Most of the evolution that happens is not by Natural Selection, but simple neutral drift. There's plenty of things in biology you can't explain using natural selection, as if any particular thing had a selection driven final cause. Plenty of things merely turned out that way. You can't just wave your arms and make a just-so story for why natural selection drove this part of human evolution, you'd have to give good evidence that this is in fact what happened. And I'm fairly dubious about such evidence, and so far you've just touted that scientists are on your side without actually giving much evidence.
There's nothing I've said here that argues against the importance of Natural Selection in explaining evolutionary biology. If you're biased against Christians, I can find you several atheist biologists saying precisely what I say. In fact finding Christians would be difficult unless I looked at Jesuit biologist professors.

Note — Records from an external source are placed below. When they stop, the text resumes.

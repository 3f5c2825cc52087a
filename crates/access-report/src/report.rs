//! Dashboard report assembly.

use std::collections::BTreeSet;

use access_ingest::any_to_string;
use access_model::columns::{
    ACCESSIBILITY_TYPE, AGE, COUNTRY, DEVICE_TYPE, GENDER, ISSUE_TYPE, PATIENT_ID,
    SATISFACTION_SCORE,
};
use polars::prelude::{AnyValue, DataFrame};
use serde::Serialize;
use tracing::{debug, info_span};

use crate::stats::{category_means, histogram, shares, value_counts};
use crate::values::{numeric_values, resolve, text_values};

/// Options controlling report computation.
#[derive(Debug, Clone, PartialEq, Eq)]
pub struct ReportOptions {
    /// Restrict the report to one country. `None` selects every row.
    pub country: Option<String>,
    /// Number of leading rows included in the preview.
    pub preview_rows: usize,
    pub top_countries: usize,
    pub top_issue_types: usize,
    pub age_bins: usize,
}

impl Default for ReportOptions {
    fn default() -> Self {
        Self {
            country: None,
            preview_rows: 100,
            top_countries: 10,
            top_issue_types: 6,
            age_bins: 20,
        }
    }
}

impl ReportOptions {
    pub fn with_country(mut self, country: impl Into<String>) -> Self {
        self.country = Some(country.into());
        self
    }

    pub fn with_preview_rows(mut self, rows: usize) -> Self {
        self.preview_rows = rows;
        self
    }
}

/// Headline figures for the selected rows.
#[derive(Debug, Clone, PartialEq, Serialize)]
pub struct Kpis {
    pub patients: usize,
    pub countries: usize,
    pub accessibility_types: usize,
    pub average_satisfaction: Option<f64>,
}

#[derive(Debug, Clone, PartialEq, Eq, Serialize)]
pub struct CategoryCount {
    pub label: String,
    pub count: usize,
}

#[derive(Debug, Clone, PartialEq, Serialize)]
pub struct CategoryShare {
    pub label: String,
    pub count: usize,
    pub percent: f64,
}

#[derive(Debug, Clone, PartialEq, Serialize)]
pub struct CategoryMean {
    pub label: String,
    pub mean: f64,
    pub count: usize,
}

#[derive(Debug, Clone, PartialEq, Serialize)]
pub struct HistogramBin {
    pub lower: f64,
    pub upper: f64,
    pub count: usize,
}

/// Leading rows rendered as strings; nulls are empty.
#[derive(Debug, Clone, PartialEq, Eq, Serialize)]
pub struct Preview {
    pub columns: Vec<String>,
    pub rows: Vec<Vec<String>>,
}

/// Everything the dashboard displays for one selection.
#[derive(Debug, Clone, PartialEq, Serialize)]
pub struct DashboardReport {
    pub country_filter: Option<String>,
    pub available_countries: Vec<String>,
    pub total_rows: usize,
    pub selected_rows: usize,
    pub kpis: Kpis,
    pub top_countries: Vec<CategoryCount>,
    pub satisfaction_by_accessibility: Vec<CategoryMean>,
    pub gender_balance: Vec<CategoryShare>,
    pub issue_types: Vec<CategoryCount>,
    pub age_histogram: Vec<HistogramBin>,
    pub device_usage: Vec<CategoryCount>,
    pub preview: Preview,
}

/// Logical columns resolved against a concrete schema.
struct ResolvedColumns {
    country: Option<String>,
    patient: Option<String>,
    accessibility: Option<String>,
    score: Option<String>,
    gender: Option<String>,
    issue: Option<String>,
    age: Option<String>,
    device: Option<String>,
}

impl ResolvedColumns {
    fn resolve(df: &DataFrame) -> Self {
        Self {
            country: resolve(df, COUNTRY, true),
            patient: resolve(df, PATIENT_ID, false),
            accessibility: resolve(df, ACCESSIBILITY_TYPE, false),
            score: resolve(df, SATISFACTION_SCORE, false),
            gender: resolve(df, GENDER, true),
            issue: resolve(df, ISSUE_TYPE, false),
            age: resolve(df, AGE, true),
            device: resolve(df, DEVICE_TYPE, false),
        }
    }
}

/// Computes the dashboard for `df`.
///
/// Never fails: absent columns produce empty breakdowns and an empty
/// selection produces zero KPIs.
pub fn build_report(df: &DataFrame, options: &ReportOptions) -> DashboardReport {
    let span = info_span!(
        "build_report",
        rows = df.height(),
        country = options.country.as_deref().unwrap_or("all")
    );
    let _guard = span.enter();

    let columns = ResolvedColumns::resolve(df);
    let countries = text_values(df, columns.country.as_deref());

    let available_countries: Vec<String> = countries
        .iter()
        .flatten()
        .cloned()
        .collect::<BTreeSet<_>>()
        .into_iter()
        .collect();

    let selected: Vec<usize> = match options.country.as_deref() {
        None => (0..df.height()).collect(),
        Some(filter) => countries
            .iter()
            .enumerate()
            .filter(|(_, value)| value.as_deref() == Some(filter))
            .map(|(row, _)| row)
            .collect(),
    };

    let text = |column: &Option<String>| pick(&text_values(df, column.as_deref()), &selected);
    let countries = pick(&countries, &selected);
    let patients = text(&columns.patient);
    let accessibility = text(&columns.accessibility);
    let genders = text(&columns.gender);
    let issues = text(&columns.issue);
    let devices = text(&columns.device);

    let all_scores = numeric_values(df, columns.score.as_deref());
    let scores: Vec<Option<f64>> = selected.iter().map(|&row| all_scores[row]).collect();
    let all_ages = numeric_values(df, columns.age.as_deref());
    let ages = selected.iter().filter_map(|&row| all_ages[row]);

    let kpis = Kpis {
        patients: distinct(&patients),
        countries: distinct(&countries),
        accessibility_types: distinct(&accessibility),
        average_satisfaction: mean(&scores),
    };

    let report = DashboardReport {
        country_filter: options.country.clone(),
        available_countries,
        total_rows: df.height(),
        selected_rows: selected.len(),
        kpis,
        top_countries: value_counts(as_strs(&countries), Some(options.top_countries)),
        satisfaction_by_accessibility: category_means(
            as_strs(&accessibility).zip(scores.iter().copied()),
        ),
        gender_balance: shares(as_strs(&genders)),
        issue_types: value_counts(as_strs(&issues), Some(options.top_issue_types)),
        age_histogram: histogram(ages, options.age_bins),
        device_usage: value_counts(as_strs(&devices), None),
        preview: preview(df, &selected, options.preview_rows),
    };

    debug!(
        selected = report.selected_rows,
        countries = report.available_countries.len(),
        "dashboard computed"
    );
    report
}

fn pick(values: &[Option<String>], selected: &[usize]) -> Vec<Option<String>> {
    selected.iter().map(|&row| values[row].clone()).collect()
}

fn as_strs(values: &[Option<String>]) -> impl Iterator<Item = Option<&str>> {
    values.iter().map(|value| value.as_deref())
}

fn distinct(values: &[Option<String>]) -> usize {
    values.iter().flatten().collect::<BTreeSet<_>>().len()
}

fn mean(values: &[Option<f64>]) -> Option<f64> {
    let observed: Vec<f64> = values.iter().flatten().copied().collect();
    if observed.is_empty() {
        return None;
    }
    Some(observed.iter().sum::<f64>() / observed.len() as f64)
}

fn preview(df: &DataFrame, selected: &[usize], limit: usize) -> Preview {
    let columns: Vec<String> = df
        .get_column_names()
        .iter()
        .map(|name| name.to_string())
        .collect();
    let rows = selected
        .iter()
        .take(limit)
        .map(|&row| {
            df.get_columns()
                .iter()
                .map(|column| match column.get(row) {
                    Ok(AnyValue::Null) | Err(_) => String::new(),
                    Ok(value) => any_to_string(value),
                })
                .collect()
        })
        .collect();
    Preview { columns, rows }
}

#[cfg(test)]
mod tests {
    use super::*;
    use polars::prelude::{Column, IntoColumn, NamedFrom, Series};

    fn merged() -> DataFrame {
        DataFrame::new(vec![
            Series::new("patient_id".into(), vec![1i64, 2, 3, 4]).into_column(),
            Series::new(
                "country_profile".into(),
                vec!["France", "Spain", "France", "Italy"],
            )
            .into_column(),
            Series::new(
                "country_feedback".into(),
                vec!["FR", "ES", "FR", "IT"],
            )
            .into_column(),
            Series::new("accessibility_type".into(), vec!["visual", "motor", "visual", "hearing"])
                .into_column(),
            Series::new(
                "satisfaction_score".into(),
                vec![Some(4.0), Some(2.0), Some(5.0), None],
            )
            .into_column(),
        ])
        .unwrap()
    }

    #[test]
    fn unfiltered_report_counts_everything() {
        let report = build_report(&merged(), &ReportOptions::default());
        assert_eq!(report.selected_rows, 4);
        assert_eq!(report.kpis.patients, 4);
        assert_eq!(report.kpis.countries, 3);
        assert_eq!(report.kpis.accessibility_types, 3);
        let avg = report.kpis.average_satisfaction.unwrap();
        assert!((avg - 11.0 / 3.0).abs() < 1e-9);
        assert_eq!(report.available_countries, vec!["France", "Italy", "Spain"]);
        assert_eq!(report.top_countries[0].label, "France");
    }

    #[test]
    fn profile_country_wins_over_feedback_country() {
        let report = build_report(&merged(), &ReportOptions::default().with_country("France"));
        assert_eq!(report.selected_rows, 2);
        assert_eq!(report.kpis.countries, 1);
        assert!((report.kpis.average_satisfaction.unwrap() - 4.5).abs() < 1e-9);
        // available countries ignore the filter
        assert_eq!(report.available_countries.len(), 3);
    }

    #[test]
    fn unknown_country_selects_nothing() {
        let report = build_report(&merged(), &ReportOptions::default().with_country("Narnia"));
        assert_eq!(report.selected_rows, 0);
        assert_eq!(report.kpis.patients, 0);
        assert_eq!(report.kpis.average_satisfaction, None);
        assert!(report.top_countries.is_empty());
        assert!(report.preview.rows.is_empty());
        assert_eq!(report.preview.columns.len(), 5);
    }

    #[test]
    fn missing_columns_yield_empty_breakdowns() {
        let df = DataFrame::new(vec![
            Series::new("patient_id".into(), vec![1i64, 2]).into_column(),
        ])
        .unwrap();
        let report = build_report(&df, &ReportOptions::default());
        assert_eq!(report.kpis.patients, 2);
        assert_eq!(report.kpis.countries, 0);
        assert!(report.available_countries.is_empty());
        assert!(report.gender_balance.is_empty());
        assert!(report.age_histogram.is_empty());
        assert!(report.device_usage.is_empty());
    }

    #[test]
    fn preview_is_truncated_and_renders_nulls_empty() {
        let report = build_report(&merged(), &ReportOptions::default().with_preview_rows(4));
        assert_eq!(report.preview.rows.len(), 4);
        assert_eq!(report.preview.rows[3][4], "");
        let short = build_report(&merged(), &ReportOptions::default().with_preview_rows(1));
        assert_eq!(short.preview.rows.len(), 1);
        assert_eq!(short.preview.rows[0][1], "France");
    }

    #[test]
    fn empty_frame_is_a_zero_state() {
        let df = DataFrame::new(Vec::<Column>::new()).unwrap();
        let report = build_report(&df, &ReportOptions::default());
        assert_eq!(report.total_rows, 0);
        assert_eq!(report.kpis.average_satisfaction, None);
        assert!(report.preview.columns.is_empty());
    }
}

Interestingly, nearly every argument and conclusion Aristotle made about physical science was wrong.
And they were wrong because they were based upon assumed premises, not verified facts.
And only science can verify or acquire facts.

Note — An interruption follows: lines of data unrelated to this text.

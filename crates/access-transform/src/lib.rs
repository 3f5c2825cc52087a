//! Join and imputation engine.
//!
//! Profiles and feedback are joined on `patient_id` (inner, order
//! preserving), colliding column names are suffixed, and the score column
//! is filled with its post-join mean.

pub mod error;
pub mod impute;
pub mod join;
pub mod merge;

pub use error::{Result, TransformError};
pub use impute::{ImputationReport, ImputationSkip, apply_imputation, impute_mean};
pub use join::{JoinResult, inner_join};
pub use merge::{MergeOutcome, MergeStats, merge};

In fact what we're having right now, and what you've had with Seer all along is not a discussion about science, but your philosophy versus his.
All biologists will tell you that the 'survival instinct' is common to all living creatures.
With regard to a social species like us, the survival instinct predisposes us towards communal living with its concomitant rules of behaviour.
And again do you have any scientific evidence of this? I'm not against it, but you seem to take it for granted that science actually has evidence supporting this. I'm not even sure it qualifies as a hypothesis as I can't see what evidence would confirm or disconfirm it. To say nothing of whether what you're proposing is coherent.
It looks like pseudoscience.
Why would I want to...surely you're not arguing against Natural Selection, which is universally accepted.
Most of the evolution that happens is not by Natural Selection, but simple neutral drift. There's plenty of things in biology you can't explain using natural selection, as if any particular thing had a selection driven final cause. Plenty of things merely turned out that way. You can't just wave your arms and make a just-so story for why natural selection drove this part of human evolution, you'd have to give good evidence that this is in fact what happened. And I'm fairly dubious about such evidence, and so far you've just touted that scientists are on your side without actually giving much evidence.
There's nothing I've said here that argues against the importance of Natural Selection in explaining evolutionary biology. If you're biased against Christians, I can find you several atheist biologists saying precisely what I say. In fact finding Christians would be difficult unless I looked at Jesuit biologist professors.